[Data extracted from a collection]
···

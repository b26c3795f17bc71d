//! Constants used throughout the PMS core crate.
//!
//! Filenames, defaults and validation bounds live here so the store, the
//! service and the binaries agree on them.

/// Default store file when no explicit path is configured.
pub const DEFAULT_DATA_FILE: &str = "patients.json";

/// Suffix appended to the store filename while a save is in flight.
pub const TEMP_FILE_SUFFIX: &str = ".tmp";

/// Ages must be strictly greater than this.
pub const MIN_AGE_EXCLUSIVE: i64 = 0;

/// Ages must be strictly less than this.
pub const MAX_AGE_EXCLUSIVE: i64 = 120;

/// Decimal digits kept when rounding BMI.
pub const BMI_DECIMALS: i32 = 2;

···

▶ YOUR TASK: Every line from the one containing "pub const TEMP_FILE_SUFFIX: &str" to the close of the records must be reproduced exactly. Include both ends and nothing more.

▶ WRITTEN SOLUTION:
pub const TEMP_FILE_SUFFIX: &str = ".tmp";

/// Ages must be strictly greater than this.
pub const MIN_AGE_EXCLUSIVE: i64 = 0;

/// Ages must be strictly less than this.
pub const MAX_AGE_EXCLUSIVE: i64 = 120;

/// Decimal digits kept when rounding BMI.
pub const BMI_DECIMALS: i32 = 2;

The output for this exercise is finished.